> WHAT IS REQUIRED
An answer that reproduces all the entries exactly is what is needed.

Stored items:

__________________________________________________

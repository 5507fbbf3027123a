//! Pump relay output: one polarity-aware GPIO pin on the `gpio` build, a
//! logging stand-in otherwise.

use anyhow::Result;

#[cfg(feature = "gpio")]
use rppal::gpio::{Gpio, OutputPin};

/// Write side of the actuator.  Writes are fire-and-forget at this layer.
pub trait RelayDriver: Send {
    fn set_energized(&mut self, on: bool);
}

// ---------------------------------------------------------------------------
// Real relay pin
// ---------------------------------------------------------------------------
#[cfg(feature = "gpio")]
pub(crate) struct RelayPin {
    pin: OutputPin,
    active_low: bool, // many relay boards are active-low
}

#[cfg(feature = "gpio")]
impl RelayPin {
    pub(crate) fn new(gpio_pin: u8, active_low: bool) -> Result<Self> {
        let mut pin = Gpio::new()?.get(gpio_pin)?.into_output();

        // Fail-safe: ensure "OFF" at startup
        if active_low {
            pin.set_high(); // active-low relay OFF
        } else {
            pin.set_low(); // active-high relay OFF
        }

        tracing::info!(gpio = gpio_pin, active_low, "relay initialised");
        Ok(Self { pin, active_low })
    }
}

#[cfg(feature = "gpio")]
impl RelayDriver for RelayPin {
    fn set_energized(&mut self, on: bool) {
        // active-low relay: LOW = ON, HIGH = OFF
        if on != self.active_low {
            self.pin.set_high();
        } else {
            self.pin.set_low();
        }
        tracing::debug!("relay set {}", if on { "ON" } else { "OFF" });
    }
}

// ---------------------------------------------------------------------------
// Mock relay
// ---------------------------------------------------------------------------
#[cfg(not(feature = "gpio"))]
pub(crate) struct RelayPin {
    pub(super) on: bool,
}

#[cfg(not(feature = "gpio"))]
impl RelayPin {
    pub(crate) fn new(gpio_pin: u8, _active_low: bool) -> Result<Self> {
        tracing::info!("[mock-gpio] relay registered (gpio {gpio_pin} — not wired)");
        Ok(Self { on: false })
    }
}

#[cfg(not(feature = "gpio"))]
impl RelayDriver for RelayPin {
    fn set_energized(&mut self, on: bool) {
        self.on = on;
        tracing::info!("[mock-gpio] relay set {}", if on { "ON" } else { "OFF" });
    }
}

// ===========================================================================
// Tests
// ===========================================================================
// ---------------------------------------------------------------------------
// Actuator handle
// ---------------------------------------------------------------------------

/// Cheap to clone; all clones drive the same relay.
#[derive(Clone)]
pub struct Actuator {
    inner: Arc<Mutex<Inner>>,
    burst: Duration,
}

impl Actuator {
    /// Take ownership of the drivers, force the relay off and show the idle
    /// colour.
    pub fn new(relay: Box<dyn RelayDriver>, indicator: Box<dyn Indicator>, burst: Duration) -> Self {
        let mut inner = Inner {
            phase: Phase::Idle,
            reason: "boot".into(),
            last_start_ms: 0,
            bursts: 0,
            drivers: Some(Drivers { relay, indicator }),
        };
        inner.write_outputs(false);

        Self {
            inner: Arc::new(Mutex::new(inner)),
            burst,
        }
    }

    fn lock(&self) -> MutexGuard<'_, Inner> {
        self.inner.lock().unwrap_or_else(PoisonError::into_inner)
    }

    /// Energize the relay for one burst.  Returns `false` when nothing
    /// changed (already active, or shut down).
    ///
    /// Must be called from within a tokio runtime (the auto-off timer is a
    /// spawned task).
    pub fn activate(&self, reason: &str) -> bool {
        let mut inner = self.lock();
        match inner.phase {
            Phase::Idle => {}
            Phase::Active { .. } => {
                debug!(reason, current = %inner.reason, "pump already running — burst unchanged");
                return false;
            }
            Phase::Shutdown => {
                warn!(reason, "activate after shutdown ignored");
                return false;
            }
        }

        inner.bursts += 1;
        let burst = inner.bursts;
        let now = crate::now_ms();
        let off_timer = self.arm_off_timer(burst, format!("{reason}_timeout"));

        inner.phase = Phase::Active {
            since_ms: now,
            off_timer,
        };
        inner.reason = reason.to_string();
        inner.last_start_ms = now;
        inner.write_outputs(true);

        info!(
            reason,
            burst_ms = self.burst.as_millis() as u64,
            ts = now,
            "pump start"
        );
        true
    }

    /// De-energize the relay and cancel the pending auto-off.  Returns `false`
    /// when the relay was not running.
    pub fn deactivate(&self, reason: &str) -> bool {
        let mut inner = self.lock();
        if matches!(inner.phase, Phase::Shutdown) {
            warn!(reason, "deactivate after shutdown ignored");
            return false;
        }
        match inner.stop(reason) {
            Some(timer) => {
                timer.cancel();
                true
            }
            None => false,
        }
    }

    /// Terminal transition: stop the pump, darken the LED and release the
    /// drivers.
    pub fn shutdown(&self) {
        let mut inner = self.lock();
        if matches!(inner.phase, Phase::Shutdown) {
            return;
        }
        if let Some(timer) = inner.stop("shutdown") {
            timer.cancel();
        }
        inner.reason = "shutdown".into();
        inner.phase = Phase::Shutdown;

        if let Some(mut d) = inner.drivers.take() {
            d.relay.set_energized(false);
            d.indicator.set_color(Rgb::OFF);
        }
        info!("actuator shut down — drivers released");
    }

    pub fn snapshot(&self) -> RelaySnapshot {
        let inner = self.lock();
        RelaySnapshot {
            relay_state: match inner.phase {
                Phase::Active { .. } => RelayState::On,
                _ => RelayState::Off,
            },
            relay_reason: inner.reason.clone(),
            last_relay_start_ts: inner.last_start_ms,
        }
    }

    pub fn is_energized(&self) -> bool {
        matches!(self.lock().phase, Phase::Active { .. })
    }

    /// Start of the current burst; `None` while idle.
    pub fn activation_ts(&self) -> Option<i64> {
        match self.lock().phase {
            Phase::Active { since_ms, .. } => Some(since_ms),
            _ => None,
        }
    }

    fn arm_off_timer(&self, burst: u64, reason: String) -> OffTimer {
        let this = self.clone();
        let handle = tokio::spawn(async move {
            tokio::time::sleep(this.burst).await;
            this.expire(burst, &reason);
        });
        OffTimer { burst, handle }
    }

    /// Auto-off for `burst`.  Ignored unless that burst is still running.
    fn expire(&self, burst: u64, reason: &str) {
        let mut inner = self.lock();
        match &inner.phase {
            Phase::Active { off_timer, .. } if off_timer.burst == burst => {}
            _ => {
                debug!(burst, "stale auto-off ignored");
                return;
            }
        }
        // Running on the timer's own task: dropping the handle detaches it.
        drop(inner.stop(reason));
    }
}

__________________________________________________

> ANSWER FOR THIS EXERCISE
repository 5507fbbf3027123a
//! Pump relay output: one polarity-aware GPIO pin on the `gpio` build, a
//! logging stand-in otherwise.

use anyhow::Result;

#[cfg(feature = "gpio")]
use rppal::gpio::{Gpio, OutputPin};

/// Write side of the actuator.  Writes are fire-and-forget at this layer.
pub trait RelayDriver: Send {
    fn set_energized(&mut self, on: bool);
}

// ---------------------------------------------------------------------------
// Real relay pin
// ---------------------------------------------------------------------------
#[cfg(feature = "gpio")]
pub(crate) struct RelayPin {
    pin: OutputPin,
    active_low: bool, // many relay boards are active-low
}

#[cfg(feature = "gpio")]
impl RelayPin {
    pub(crate) fn new(gpio_pin: u8, active_low: bool) -> Result<Self> {
        let mut pin = Gpio::new()?.get(gpio_pin)?.into_output();

        // Fail-safe: ensure "OFF" at startup
        if active_low {
            pin.set_high(); // active-low relay OFF
        } else {
            pin.set_low(); // active-high relay OFF
        }

        tracing::info!(gpio = gpio_pin, active_low, "relay initialised");
        Ok(Self { pin, active_low })
    }
}

#[cfg(feature = "gpio")]
impl RelayDriver for RelayPin {
    fn set_energized(&mut self, on: bool) {
        // active-low relay: LOW = ON, HIGH = OFF
        if on != self.active_low {
            self.pin.set_high();
        } else {
            self.pin.set_low();
        }
        tracing::debug!("relay set {}", if on { "ON" } else { "OFF" });
    }
}

// ---------------------------------------------------------------------------
// Mock relay
// ---------------------------------------------------------------------------
#[cfg(not(feature = "gpio"))]
pub(crate) struct RelayPin {
    pub(super) on: bool,
}

#[cfg(not(feature = "gpio"))]
impl RelayPin {
    pub(crate) fn new(gpio_pin: u8, _active_low: bool) -> Result<Self> {
        tracing::info!("[mock-gpio] relay registered (gpio {gpio_pin} — not wired)");
        Ok(Self { on: false })
    }
}

#[cfg(not(feature = "gpio"))]
impl RelayDriver for RelayPin {
    fn set_energized(&mut self, on: bool) {
        self.on = on;
        tracing::info!("[mock-gpio] relay set {}", if on { "ON" } else { "OFF" });
    }
}

// ===========================================================================
// Tests
// ===========================================================================
// ---------------------------------------------------------------------------
// Actuator handle
// ---------------------------------------------------------------------------

/// Cheap to clone; all clones drive the same relay.
#[derive(Clone)]
pub struct Actuator {
    inner: Arc<Mutex<Inner>>,
    burst: Duration,
}

impl Actuator {
    /// Take ownership of the drivers, force the relay off and show the idle
    /// colour.
    pub fn new(relay: Box<dyn RelayDriver>, indicator: Box<dyn Indicator>, burst: Duration) -> Self {
        let mut inner = Inner {
            phase: Phase::Idle,
            reason: "boot".into(),
            last_start_ms: 0,
            bursts: 0,
            drivers: Some(Drivers { relay, indicator }),
        };
        inner.write_outputs(false);

        Self {
            inner: Arc::new(Mutex::new(inner)),
            burst,
        }
    }

    fn lock(&self) -> MutexGuard<'_, Inner> {
        self.inner.lock().unwrap_or_else(PoisonError::into_inner)
    }

    /// Energize the relay for one burst.  Returns `false` when nothing
    /// changed (already active, or shut down).
    ///
    /// Must be called from within a tokio runtime (the auto-off timer is a
    /// spawned task).
    pub fn activate(&self, reason: &str) -> bool {
        let mut inner = self.lock();
        match inner.phase {
            Phase::Idle => {}
            Phase::Active { .. } => {
                debug!(reason, current = %inner.reason, "pump already running — burst unchanged");
                return false;
            }
            Phase::Shutdown => {
                warn!(reason, "activate after shutdown ignored");
                return false;
            }
        }

        inner.bursts += 1;
        let burst = inner.bursts;
        let now = crate::now_ms();
        let off_timer = self.arm_off_timer(burst, format!("{reason}_timeout"));

        inner.phase = Phase::Active {
            since_ms: now,
            off_timer,
        };
        inner.reason = reason.to_string();
        inner.last_start_ms = now;
        inner.write_outputs(true);

        info!(
            reason,
            burst_ms = self.burst.as_millis() as u64,
            ts = now,
            "pump start"
        );
        true
    }

    /// De-energize the relay and cancel the pending auto-off.  Returns `false`
    /// when the relay was not running.
    pub fn deactivate(&self, reason: &str) -> bool {
        let mut inner = self.lock();
        if matches!(inner.phase, Phase::Shutdown) {
            warn!(reason, "deactivate after shutdown ignored");
            return false;
        }
        match inner.stop(reason) {
            Some(timer) => {
                timer.cancel();
                true
            }
            None => false,
        }
    }

    /// Terminal transition: stop the pump, darken the LED and release the
    /// drivers.
    pub fn shutdown(&self) {
        let mut inner = self.lock();
        if matches!(inner.phase, Phase::Shutdown) {
            return;
        }
        if let Some(timer) = inner.stop("shutdown") {
            timer.cancel();
        }
        inner.reason = "shutdown".into();
        inner.phase = Phase::Shutdown;

        if let Some(mut d) = inner.drivers.take() {
            d.relay.set_energized(false);
            d.indicator.set_color(Rgb::OFF);
        }
        info!("actuator shut down — drivers released");
    }

    pub fn snapshot(&self) -> RelaySnapshot {
        let inner = self.lock();
        RelaySnapshot {
            relay_state: match inner.phase {
                Phase::Active { .. } => RelayState::On,
                _ => RelayState::Off,
            },
            relay_reason: inner.reason.clone(),
            last_relay_start_ts: inner.last_start_ms,
        }
    }

    pub fn is_energized(&self) -> bool {
        matches!(self.lock().phase, Phase::Active { .. })
    }

    /// Start of the current burst; `None` while idle.
    pub fn activation_ts(&self) -> Option<i64> {
        match self.lock().phase {
            Phase::Active { since_ms, .. } => Some(since_ms),
            _ => None,
        }
    }

    fn arm_off_timer(&self, burst: u64, reason: String) -> OffTimer {
        let this = self.clone();
        let handle = tokio::spawn(async move {
            tokio::time::sleep(this.burst).await;
            this.expire(burst, &reason);
        });
        OffTimer { burst, handle }
    }

    /// Auto-off for `burst`.  Ignored unless that burst is still running.
    fn expire(&self, burst: u64, reason: &str) {
        let mut inner = self.lock();
        match &inner.phase {
            Phase::Active { off_timer, .. } if off_timer.burst == burst => {}
            _ => {
                debug!(burst, "stale auto-off ignored");
                return;
            }
        }
        // Running on the timer's own task: dropping the handle detaches it.
        drop(inner.stop(reason));
    }
}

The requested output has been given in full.